→ **SOURCE DATA**:
↓

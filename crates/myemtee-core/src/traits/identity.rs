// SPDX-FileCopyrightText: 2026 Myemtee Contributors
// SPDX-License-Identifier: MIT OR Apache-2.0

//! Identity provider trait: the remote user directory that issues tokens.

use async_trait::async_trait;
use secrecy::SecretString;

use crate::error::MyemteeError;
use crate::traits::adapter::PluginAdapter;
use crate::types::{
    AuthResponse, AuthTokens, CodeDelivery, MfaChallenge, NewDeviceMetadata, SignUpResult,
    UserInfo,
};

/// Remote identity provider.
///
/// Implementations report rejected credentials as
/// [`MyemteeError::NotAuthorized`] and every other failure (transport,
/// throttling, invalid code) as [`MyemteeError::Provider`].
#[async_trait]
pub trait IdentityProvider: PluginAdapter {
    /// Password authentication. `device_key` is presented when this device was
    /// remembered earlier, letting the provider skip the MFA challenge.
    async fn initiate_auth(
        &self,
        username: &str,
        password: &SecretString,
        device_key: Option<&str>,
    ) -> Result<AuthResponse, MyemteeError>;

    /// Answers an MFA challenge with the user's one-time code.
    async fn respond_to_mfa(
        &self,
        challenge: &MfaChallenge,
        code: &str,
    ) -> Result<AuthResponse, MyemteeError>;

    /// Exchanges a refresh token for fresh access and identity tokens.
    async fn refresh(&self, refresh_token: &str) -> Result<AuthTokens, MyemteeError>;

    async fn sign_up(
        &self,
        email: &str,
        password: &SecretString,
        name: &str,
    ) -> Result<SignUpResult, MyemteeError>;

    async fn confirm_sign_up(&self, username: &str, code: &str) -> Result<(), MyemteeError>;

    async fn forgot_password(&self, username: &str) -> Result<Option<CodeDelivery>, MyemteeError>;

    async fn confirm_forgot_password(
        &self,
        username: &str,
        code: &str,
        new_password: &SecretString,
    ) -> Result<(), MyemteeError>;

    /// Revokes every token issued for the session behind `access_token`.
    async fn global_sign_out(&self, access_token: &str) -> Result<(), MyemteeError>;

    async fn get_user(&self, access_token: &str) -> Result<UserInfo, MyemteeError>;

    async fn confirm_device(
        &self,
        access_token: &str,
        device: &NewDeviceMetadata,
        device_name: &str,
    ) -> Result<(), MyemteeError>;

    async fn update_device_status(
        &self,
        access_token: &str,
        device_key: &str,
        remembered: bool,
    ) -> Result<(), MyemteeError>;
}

↑
↓

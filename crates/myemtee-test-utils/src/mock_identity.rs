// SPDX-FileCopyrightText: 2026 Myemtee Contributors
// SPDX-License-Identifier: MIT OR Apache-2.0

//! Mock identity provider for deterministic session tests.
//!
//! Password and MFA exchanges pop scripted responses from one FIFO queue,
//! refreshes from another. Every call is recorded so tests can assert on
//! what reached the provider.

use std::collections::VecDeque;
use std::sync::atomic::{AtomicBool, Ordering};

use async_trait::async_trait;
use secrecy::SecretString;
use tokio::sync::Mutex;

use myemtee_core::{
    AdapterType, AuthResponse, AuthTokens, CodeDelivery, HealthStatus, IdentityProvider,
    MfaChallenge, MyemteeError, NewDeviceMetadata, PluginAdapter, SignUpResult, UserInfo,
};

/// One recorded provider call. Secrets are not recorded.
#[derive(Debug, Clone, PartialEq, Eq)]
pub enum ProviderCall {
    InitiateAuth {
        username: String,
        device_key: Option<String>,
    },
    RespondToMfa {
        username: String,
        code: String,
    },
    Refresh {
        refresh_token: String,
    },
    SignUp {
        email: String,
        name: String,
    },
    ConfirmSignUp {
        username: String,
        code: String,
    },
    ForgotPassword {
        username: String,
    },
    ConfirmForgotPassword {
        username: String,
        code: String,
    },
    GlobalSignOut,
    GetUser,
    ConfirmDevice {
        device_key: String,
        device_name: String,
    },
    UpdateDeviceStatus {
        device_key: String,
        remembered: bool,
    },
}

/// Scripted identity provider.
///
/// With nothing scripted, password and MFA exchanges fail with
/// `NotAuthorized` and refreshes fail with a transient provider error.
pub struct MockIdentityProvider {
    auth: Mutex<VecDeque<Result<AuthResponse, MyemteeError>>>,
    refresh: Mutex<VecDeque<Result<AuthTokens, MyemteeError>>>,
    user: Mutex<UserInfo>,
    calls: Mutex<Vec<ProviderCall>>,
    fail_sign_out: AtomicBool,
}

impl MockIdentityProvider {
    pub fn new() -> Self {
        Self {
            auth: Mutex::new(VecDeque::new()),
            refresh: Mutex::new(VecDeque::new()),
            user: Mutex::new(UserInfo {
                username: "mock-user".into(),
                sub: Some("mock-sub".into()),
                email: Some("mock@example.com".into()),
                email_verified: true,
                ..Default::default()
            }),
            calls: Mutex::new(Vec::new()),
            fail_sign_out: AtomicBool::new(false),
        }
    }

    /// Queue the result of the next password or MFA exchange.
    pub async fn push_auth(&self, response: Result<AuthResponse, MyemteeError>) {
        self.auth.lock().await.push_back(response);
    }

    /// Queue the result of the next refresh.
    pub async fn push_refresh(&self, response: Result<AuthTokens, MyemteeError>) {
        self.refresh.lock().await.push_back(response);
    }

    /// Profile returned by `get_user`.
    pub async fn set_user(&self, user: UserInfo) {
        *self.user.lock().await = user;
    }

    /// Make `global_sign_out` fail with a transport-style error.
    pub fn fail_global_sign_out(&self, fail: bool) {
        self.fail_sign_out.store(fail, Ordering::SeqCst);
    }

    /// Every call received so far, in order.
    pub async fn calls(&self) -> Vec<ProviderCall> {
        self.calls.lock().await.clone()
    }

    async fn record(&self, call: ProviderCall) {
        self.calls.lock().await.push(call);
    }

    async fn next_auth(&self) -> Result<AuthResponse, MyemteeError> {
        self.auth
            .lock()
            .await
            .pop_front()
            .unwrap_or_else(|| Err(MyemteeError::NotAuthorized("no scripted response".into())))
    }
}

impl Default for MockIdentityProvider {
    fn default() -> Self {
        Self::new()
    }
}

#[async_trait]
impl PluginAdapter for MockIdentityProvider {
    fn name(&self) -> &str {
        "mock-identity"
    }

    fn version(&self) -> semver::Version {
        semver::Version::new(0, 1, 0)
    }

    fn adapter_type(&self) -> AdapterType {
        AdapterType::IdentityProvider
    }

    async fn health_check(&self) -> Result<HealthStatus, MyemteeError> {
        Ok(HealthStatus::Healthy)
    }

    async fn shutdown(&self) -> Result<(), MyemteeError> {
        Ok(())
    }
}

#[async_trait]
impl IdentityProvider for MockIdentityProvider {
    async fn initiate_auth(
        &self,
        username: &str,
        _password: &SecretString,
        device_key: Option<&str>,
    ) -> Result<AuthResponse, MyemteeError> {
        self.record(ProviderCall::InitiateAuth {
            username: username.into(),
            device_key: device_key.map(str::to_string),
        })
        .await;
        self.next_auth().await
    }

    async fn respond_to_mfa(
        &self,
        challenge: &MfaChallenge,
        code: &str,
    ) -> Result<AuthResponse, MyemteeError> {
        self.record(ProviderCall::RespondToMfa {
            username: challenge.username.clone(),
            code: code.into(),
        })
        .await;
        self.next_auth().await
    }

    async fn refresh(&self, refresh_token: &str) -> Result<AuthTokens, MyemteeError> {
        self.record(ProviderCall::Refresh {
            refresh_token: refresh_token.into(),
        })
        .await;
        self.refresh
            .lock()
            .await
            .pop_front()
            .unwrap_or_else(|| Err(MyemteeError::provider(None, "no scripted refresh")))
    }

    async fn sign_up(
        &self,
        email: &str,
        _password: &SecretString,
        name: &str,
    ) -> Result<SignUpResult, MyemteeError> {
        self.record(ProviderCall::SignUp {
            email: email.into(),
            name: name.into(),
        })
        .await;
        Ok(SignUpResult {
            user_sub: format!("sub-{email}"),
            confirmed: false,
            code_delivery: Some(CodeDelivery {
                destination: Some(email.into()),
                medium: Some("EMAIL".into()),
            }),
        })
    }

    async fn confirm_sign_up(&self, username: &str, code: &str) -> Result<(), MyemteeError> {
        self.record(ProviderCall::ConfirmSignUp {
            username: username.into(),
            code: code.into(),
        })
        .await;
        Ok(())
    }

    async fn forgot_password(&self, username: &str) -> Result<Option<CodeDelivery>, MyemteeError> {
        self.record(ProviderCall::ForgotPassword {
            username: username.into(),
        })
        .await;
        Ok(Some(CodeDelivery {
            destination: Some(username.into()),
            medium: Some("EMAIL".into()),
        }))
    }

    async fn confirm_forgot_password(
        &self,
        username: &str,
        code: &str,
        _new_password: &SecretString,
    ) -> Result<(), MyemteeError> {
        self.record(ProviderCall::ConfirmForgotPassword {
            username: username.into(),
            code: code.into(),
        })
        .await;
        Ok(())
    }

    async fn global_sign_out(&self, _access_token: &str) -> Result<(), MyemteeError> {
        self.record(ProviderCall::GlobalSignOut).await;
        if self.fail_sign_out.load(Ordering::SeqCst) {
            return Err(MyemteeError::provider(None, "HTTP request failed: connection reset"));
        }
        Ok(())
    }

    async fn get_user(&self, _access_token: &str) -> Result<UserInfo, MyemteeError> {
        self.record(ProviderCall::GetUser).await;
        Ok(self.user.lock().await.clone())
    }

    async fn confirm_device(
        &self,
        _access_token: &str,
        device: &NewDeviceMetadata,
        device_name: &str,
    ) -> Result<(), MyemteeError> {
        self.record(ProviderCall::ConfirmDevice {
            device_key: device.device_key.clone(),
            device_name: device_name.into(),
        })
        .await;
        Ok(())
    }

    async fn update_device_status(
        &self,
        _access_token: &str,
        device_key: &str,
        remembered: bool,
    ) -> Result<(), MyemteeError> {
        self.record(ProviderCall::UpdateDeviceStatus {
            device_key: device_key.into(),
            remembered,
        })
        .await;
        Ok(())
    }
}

↑

→ **WHAT TO WORK ON**:
Could you show every line of the listing that holds the string "SeqCst"?

→ **EXERCISE RESPONSE**:
        self.fail_sign_out.store(fail, Ordering::SeqCst);
        if self.fail_sign_out.load(Ordering::SeqCst) {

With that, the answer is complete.